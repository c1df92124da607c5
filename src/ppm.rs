//! Binary PPM (`P6`) reading and writing, 8 bits per channel only.
//!
//! Header: the `P6` magic, then width, height and maxval as ASCII decimals
//! separated by whitespace, with `#` comments allowed between tokens. A
//! single whitespace byte follows the maxval, then `width * height * 3`
//! raster bytes.

use std::fs::File;
use std::io::{self, BufRead, BufReader, BufWriter, Read, Write};
use std::path::{Path, PathBuf};

use log::info;

use crate::error::{FilterError, Result};
use crate::pixel::PixelBuffer;

pub const MAGIC: &str = "P6";
pub const MAX_VALUE: u32 = 255;
pub const EXTENSION: &str = "ppm";

// Longest header token we accept; u32::MAX has ten digits.
const MAX_TOKEN_LEN: usize = 16;

/// Token-level access to a PPM header.
trait HeaderReader: BufRead {
    fn next_byte(&mut self) -> io::Result<Option<u8>> {
        let byte = match self.fill_buf()?.first() {
            Some(&b) => b,
            None => return Ok(None),
        };
        self.consume(1);
        Ok(Some(byte))
    }

    /// Next whitespace-delimited token, skipping comments. Consumes exactly
    /// one trailing whitespace byte.
    fn next_token(&mut self, what: &str) -> Result<String> {
        let mut token = Vec::new();

        loop {
            let byte = match self.next_byte()? {
                Some(b) => b,
                None if token.is_empty() => {
                    return Err(FilterError::format(format!(
                        "header ended before {}",
                        what
                    )))
                }
                None => break,
            };

            match byte {
                b'#' if token.is_empty() => self.skip_comment()?,
                b if b.is_ascii_whitespace() => {
                    if !token.is_empty() {
                        break;
                    }
                }
                b if !b.is_ascii() => {
                    return Err(FilterError::format(format!(
                        "non-ASCII byte 0x{:02x} in header",
                        b
                    )))
                }
                b => {
                    if token.len() == MAX_TOKEN_LEN {
                        return Err(FilterError::format(format!("{} token is too long", what)));
                    }
                    token.push(b);
                }
            }
        }

        // Only ASCII bytes were pushed
        Ok(String::from_utf8_lossy(&token).into_owned())
    }

    fn skip_comment(&mut self) -> io::Result<()> {
        while let Some(b) = self.next_byte()? {
            if b == b'\n' || b == b'\r' {
                break;
            }
        }
        Ok(())
    }

    fn next_u32(&mut self, what: &str) -> Result<u32> {
        let token = self.next_token(what)?;
        token
            .parse::<u32>()
            .map_err(|_| FilterError::format(format!("invalid {} '{}'", what, token)))
    }
}

impl<R: BufRead + ?Sized> HeaderReader for R {}

/// Parsed `P6` header.
#[derive(Debug, Clone, Copy, PartialEq, Eq)]
pub struct Header {
    pub width: usize,
    pub height: usize,
}

impl Header {
    /// Raster size in bytes. A size that does not fit in memory can never be
    /// backed by the stream, so it is reported as running out of input.
    pub fn raster_len(&self) -> Result<usize> {
        self.width
            .checked_mul(self.height)
            .and_then(|area| area.checked_mul(3))
            .ok_or_else(|| {
                FilterError::Io(io::Error::new(
                    io::ErrorKind::UnexpectedEof,
                    format!(
                        "raster for {}x{} image exceeds addressable input",
                        self.width, self.height
                    ),
                ))
            })
    }
}

/// Parse the header, leaving `reader` positioned at the first raster byte.
pub fn read_header<R: BufRead>(reader: &mut R) -> Result<Header> {
    let magic = reader.next_token("magic")?;
    if magic != MAGIC {
        return Err(FilterError::format(format!(
            "expected magic '{}', found '{}'",
            MAGIC, magic
        )));
    }

    let width = reader.next_u32("width")? as usize;
    let height = reader.next_u32("height")? as usize;
    let max_value = reader.next_u32("max value")?;

    if max_value != MAX_VALUE {
        return Err(FilterError::Range {
            found: max_value,
            expected: MAX_VALUE,
        });
    }
    if width == 0 || height == 0 {
        return Err(FilterError::config(format!(
            "image dimensions must be non-zero, got {}x{}",
            width, height
        )));
    }

    Ok(Header { width, height })
}

/// Decode a `P6` stream. Bytes after the raster are left unread.
pub fn decode<R: BufRead>(mut reader: R) -> Result<PixelBuffer> {
    let header = read_header(&mut reader)?;
    let expected = header.raster_len()?;

    let mut raster = Vec::new();
    reader.take(expected as u64).read_to_end(&mut raster)?;
    if raster.len() != expected {
        return Err(FilterError::Truncated {
            expected,
            actual: raster.len(),
        });
    }

    PixelBuffer::from_raw(header.width, header.height, &raster)
}

/// Write `image` as a `P6` stream.
pub fn encode<W: Write>(image: &PixelBuffer, mut writer: W) -> Result<()> {
    write!(
        writer,
        "{}\n{} {}\n{}\n",
        MAGIC,
        image.width(),
        image.height(),
        MAX_VALUE
    )?;
    writer.write_all(&image.to_raw())?;
    writer.flush()?;
    Ok(())
}

pub fn read_ppm(path: impl AsRef<Path>) -> Result<PixelBuffer> {
    let path = path.as_ref();
    let image = decode(BufReader::new(File::open(path)?))?;
    info!(
        "decoded {} ({}x{})",
        path.display(),
        image.width(),
        image.height()
    );
    Ok(image)
}

pub fn write_ppm(path: impl AsRef<Path>, image: &PixelBuffer) -> Result<()> {
    let path = path.as_ref();
    encode(image, BufWriter::new(File::create(path)?))?;
    info!(
        "encoded {} ({}x{})",
        path.display(),
        image.width(),
        image.height()
    );
    Ok(())
}

/// Where the filtered copy of `input` is written:
/// `dir/photo.ppm` becomes `dir/photo{suffix}.ppm`.
pub fn output_path(input: &Path, suffix: &str) -> Result<PathBuf> {
    let stem = input.file_stem().ok_or_else(|| {
        FilterError::config(format!("'{}' does not name a file", input.display()))
    })?;

    let mut name = stem.to_os_string();
    name.push(suffix);
    name.push(".");
    name.push(EXTENSION);
    Ok(input.with_file_name(name))
}

#[cfg(test)]
mod tests {
    use super::*;
    use crate::error::ErrorKind;
    use crate::pixel::Pixel;
    use std::io::Cursor;

    fn ppm_bytes(header: &str, raster: &[u8]) -> Vec<u8> {
        let mut bytes = header.as_bytes().to_vec();
        bytes.extend_from_slice(raster);
        bytes
    }

    #[test]
    fn test_decode_simple() {
        let bytes = ppm_bytes("P6\n2 1\n255\n", &[255, 0, 0, 0, 0, 255]);
        let image = decode(Cursor::new(bytes)).unwrap();

        assert_eq!(image.dimensions(), (2, 1));
        assert_eq!(image.get(0, 0), Pixel::new(255, 0, 0));
        assert_eq!(image.get(1, 0), Pixel::new(0, 0, 255));
    }

    #[test]
    fn test_decode_comments_and_whitespace() {
        let header = "P6 # binary rgb\n# a comment line\n\t2\r\n  # another\n2 255\n";
        let bytes = ppm_bytes(header, &[7; 12]);
        let image = decode(Cursor::new(bytes)).unwrap();

        assert_eq!(image.dimensions(), (2, 2));
        assert!(image.pixels().iter().all(|&p| p == Pixel::new(7, 7, 7)));
    }

    #[test]
    fn test_raster_starting_with_whitespace_byte() {
        // The first raster byte is '\n' and must not be eaten by the header.
        let bytes = ppm_bytes("P6 1 1 255\n", &[b'\n', b' ', b'#']);
        let image = decode(Cursor::new(bytes)).unwrap();
        assert_eq!(image.get(0, 0), Pixel::new(b'\n', b' ', b'#'));
    }

    #[test]
    fn test_wrong_magic() {
        let bytes = ppm_bytes("P3\n1 1\n255\n", &[0, 0, 0]);
        let err = decode(Cursor::new(bytes)).unwrap_err();
        assert!(matches!(err, FilterError::Format(_)));
        assert_eq!(err.kind(), ErrorKind::Format);
    }

    #[test]
    fn test_wrong_max_value() {
        let bytes = ppm_bytes("P6\n1 1\n65535\n", &[0; 6]);
        let err = decode(Cursor::new(bytes)).unwrap_err();
        assert!(matches!(
            err,
            FilterError::Range {
                found: 65535,
                expected: 255
            }
        ));
    }

    #[test]
    fn test_truncated_raster() {
        let bytes = ppm_bytes("P6\n2 2\n255\n", &[1; 10]);
        let err = decode(Cursor::new(bytes)).unwrap_err();
        assert!(matches!(
            err,
            FilterError::Truncated {
                expected: 12,
                actual: 10
            }
        ));
        assert_eq!(err.kind(), ErrorKind::Io);
    }

    #[test]
    fn test_huge_declared_dimensions_without_raster() {
        let bytes = ppm_bytes("P6\n4294967295 4294967295\n255\n", &[]);
        let err = decode(Cursor::new(bytes)).unwrap_err();
        assert!(matches!(err, FilterError::Io(_)));
        assert_eq!(err.kind(), ErrorKind::Io);

        let bytes = ppm_bytes("P6\n10000 10000\n255\n", &[9; 30]);
        let err = decode(Cursor::new(bytes)).unwrap_err();
        assert!(matches!(err, FilterError::Truncated { actual: 30, .. }));
        assert_eq!(err.kind(), ErrorKind::Io);
    }

    #[test]
    fn test_truncated_header() {
        let err = decode(Cursor::new(b"P6\n4".to_vec())).unwrap_err();
        assert!(matches!(err, FilterError::Format(_)));
        let err = decode(Cursor::new(Vec::new())).unwrap_err();
        assert!(matches!(err, FilterError::Format(_)));
    }

    #[test]
    fn test_garbage_dimension() {
        let bytes = ppm_bytes("P6\nwide 2\n255\n", &[]);
        assert!(matches!(decode(Cursor::new(bytes)), Err(FilterError::Format(_))));
    }

    #[test]
    fn test_zero_dimension_is_config_error() {
        let bytes = ppm_bytes("P6\n0 4\n255\n", &[]);
        assert!(matches!(decode(Cursor::new(bytes)), Err(FilterError::Config(_))));
    }

    #[test]
    fn test_trailing_bytes_ignored() {
        let bytes = ppm_bytes("P6\n1 1\n255\n", &[1, 2, 3, 4, 5]);
        let image = decode(Cursor::new(bytes)).unwrap();
        assert_eq!(image.to_raw(), vec![1, 2, 3]);
    }

    #[test]
    fn test_encode_header_layout() {
        let image = PixelBuffer::filled(3, 2, Pixel::new(1, 2, 3)).unwrap();
        let mut out = Vec::new();
        encode(&image, &mut out).unwrap();

        let header = b"P6\n3 2\n255\n";
        assert_eq!(&out[..header.len()], header);
        assert_eq!(out.len(), header.len() + 18);
        assert_eq!(decode(Cursor::new(out)).unwrap(), image);
    }

    #[test]
    fn test_file_round_trip() {
        let dir = tempfile::tempdir().unwrap();
        let path = dir.path().join("round.ppm");
        let image = PixelBuffer::from_raw(2, 2, &[0, 50, 100, 150, 200, 250, 1, 2, 3, 4, 5, 6]).unwrap();

        write_ppm(&path, &image).unwrap();
        assert_eq!(read_ppm(&path).unwrap(), image);
    }

    #[test]
    fn test_missing_file_is_io_error() {
        let dir = tempfile::tempdir().unwrap();
        let err = read_ppm(dir.path().join("absent.ppm")).unwrap_err();
        assert!(matches!(err, FilterError::Io(_)));
    }

    #[test]
    fn test_unwritable_destination_is_io_error() {
        let dir = tempfile::tempdir().unwrap();
        let image = PixelBuffer::filled(1, 1, Pixel::BLACK).unwrap();
        let err = write_ppm(dir.path().join("no/such/dir/out.ppm"), &image).unwrap_err();
        assert!(matches!(err, FilterError::Io(_)));
    }

    #[test]
    fn test_output_path() {
        assert_eq!(
            output_path(Path::new("photo.ppm"), "_laplacian").unwrap(),
            PathBuf::from("photo_laplacian.ppm")
        );
        assert_eq!(
            output_path(Path::new("dir/a.b.ppm"), "_laplacian").unwrap(),
            PathBuf::from("dir/a.b_laplacian.ppm")
        );
        assert_eq!(
            output_path(Path::new("raw"), "_edges").unwrap(),
            PathBuf::from("raw_edges.ppm")
        );
        assert!(output_path(Path::new(""), "_laplacian").is_err());
    }
}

• **What you need to do**: Emit, unaltered, the lines from the top of the listing down through the line that holds "use std::fs::File;"; emit nothing else.

• **Solution to this task**:
repository c1df92124da607c5
filename src/ppm.rs
//! Binary PPM (`P6`) reading and writing, 8 bits per channel only.
//!
//! Header: the `P6` magic, then width, height and maxval as ASCII decimals
//! separated by whitespace, with `#` comments allowed between tokens. A
//! single whitespace byte follows the maxval, then `width * height * 3`
//! raster bytes.

use std::fs::File;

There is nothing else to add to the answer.